* **Data for this exercise**:
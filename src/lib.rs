//! Core library for the scope-cost-report command line application.
//!
//! The library turns a labor-hours table and a material-purchases table into
//! a per-scope cost workbook. Responsibilities are kept narrow: CSV and Excel
//! adapters live under [`costing::io`], column checks in [`costing::schema`],
//! markups in [`costing::calculate`], grouping in [`costing::aggregate`], the
//! sheet layout in [`costing::flatten`], and the end-to-end run in
//! [`costing::pipeline`].

pub mod costing;

pub use costing::{
    FormattingWarning, ReportError, Result, aggregate, calculate, config, error, flatten, io,
    model, pipeline, schema,
};
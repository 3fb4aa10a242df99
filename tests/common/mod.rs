use std::fs;
use std::path::Path;

use chrono::{NaiveDate, NaiveDateTime};
use scope_cost_report::config::ReportConfig;
use tempfile::TempDir;

pub const EPSILON: f64 = 1e-9;

/// A throwaway input/output directory pair holding the two CSV tables.
pub struct Workspace {
    pub dir: TempDir,
    pub config: ReportConfig,
}

impl Workspace {
    pub fn new(labor_csv: &str, material_csv: &str) -> Self {
        let dir = tempfile::tempdir().expect("temporary directory");
        let input_dir = dir.path().join("InputFiles");
        fs::create_dir_all(&input_dir).expect("input directory");

        let config = ReportConfig {
            input_dir,
            output_dir: dir.path().join("OutputFiles"),
            ..ReportConfig::default()
        };
        fs::write(config.labor_path(), labor_csv).expect("labor csv written");
        fs::write(config.material_path(), material_csv).expect("material csv written");

        Self { dir, config }
    }

    #[allow(dead_code)]
    pub fn output_files(&self) -> Vec<String> {
        list(&self.config.output_dir)
    }
}

fn list(dir: &Path) -> Vec<String> {
    match fs::read_dir(dir) {
        Ok(entries) => entries
            .map(|entry| {
                entry
                    .expect("directory entry")
                    .file_name()
                    .to_string_lossy()
                    .into_owned()
            })
            .collect(),
        Err(_) => Vec::new(),
    }
}

pub fn timestamp() -> NaiveDateTime {
    NaiveDate::from_ymd_opt(2024, 1, 31)
        .and_then(|date| date.and_hms_opt(16, 45, 12))
        .expect("valid timestamp")
}

pub fn assert_close(actual: f64, expected: f64) {
    assert!(
        (actual - expected).abs() < EPSILON,
        "expected {expected}, got {actual}"
    );
}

* **About this task**: Write the entries out once more, exactly, without dropping a line.

* **Response for this exercise**:
filename src/lib.rs
//! Core library for the scope-cost-report command line application.
//!
//! The library turns a labor-hours table and a material-purchases table into
//! a per-scope cost workbook. Responsibilities are kept narrow: CSV and Excel
//! adapters live under [`costing::io`], column checks in [`costing::schema`],
//! markups in [`costing::calculate`], grouping in [`costing::aggregate`], the
//! sheet layout in [`costing::flatten`], and the end-to-end run in
//! [`costing::pipeline`].

pub mod costing;

pub use costing::{
    FormattingWarning, ReportError, Result, aggregate, calculate, config, error, flatten, io,
    model, pipeline, schema,
};
repository 3fb4aa10a242df99
filename tests/common/mod.rs
use std::fs;
use std::path::Path;

use chrono::{NaiveDate, NaiveDateTime};
use scope_cost_report::config::ReportConfig;
use tempfile::TempDir;

pub const EPSILON: f64 = 1e-9;

/// A throwaway input/output directory pair holding the two CSV tables.
pub struct Workspace {
    pub dir: TempDir,
    pub config: ReportConfig,
}

impl Workspace {
    pub fn new(labor_csv: &str, material_csv: &str) -> Self {
        let dir = tempfile::tempdir().expect("temporary directory");
        let input_dir = dir.path().join("InputFiles");
        fs::create_dir_all(&input_dir).expect("input directory");

        let config = ReportConfig {
            input_dir,
            output_dir: dir.path().join("OutputFiles"),
            ..ReportConfig::default()
        };
        fs::write(config.labor_path(), labor_csv).expect("labor csv written");
        fs::write(config.material_path(), material_csv).expect("material csv written");

        Self { dir, config }
    }

    #[allow(dead_code)]
    pub fn output_files(&self) -> Vec<String> {
        list(&self.config.output_dir)
    }
}

fn list(dir: &Path) -> Vec<String> {
    match fs::read_dir(dir) {
        Ok(entries) => entries
            .map(|entry| {
                entry
                    .expect("directory entry")
                    .file_name()
                    .to_string_lossy()
                    .into_owned()
            })
            .collect(),
        Err(_) => Vec::new(),
    }
}

pub fn timestamp() -> NaiveDateTime {
    NaiveDate::from_ymd_opt(2024, 1, 31)
        .and_then(|date| date.and_hms_opt(16, 45, 12))
        .expect("valid timestamp")
}

pub fn assert_close(actual: f64, expected: f64) {
    assert!(
        (actual - expected).abs() < EPSILON,
        "expected {expected}, got {actual}"
    );
}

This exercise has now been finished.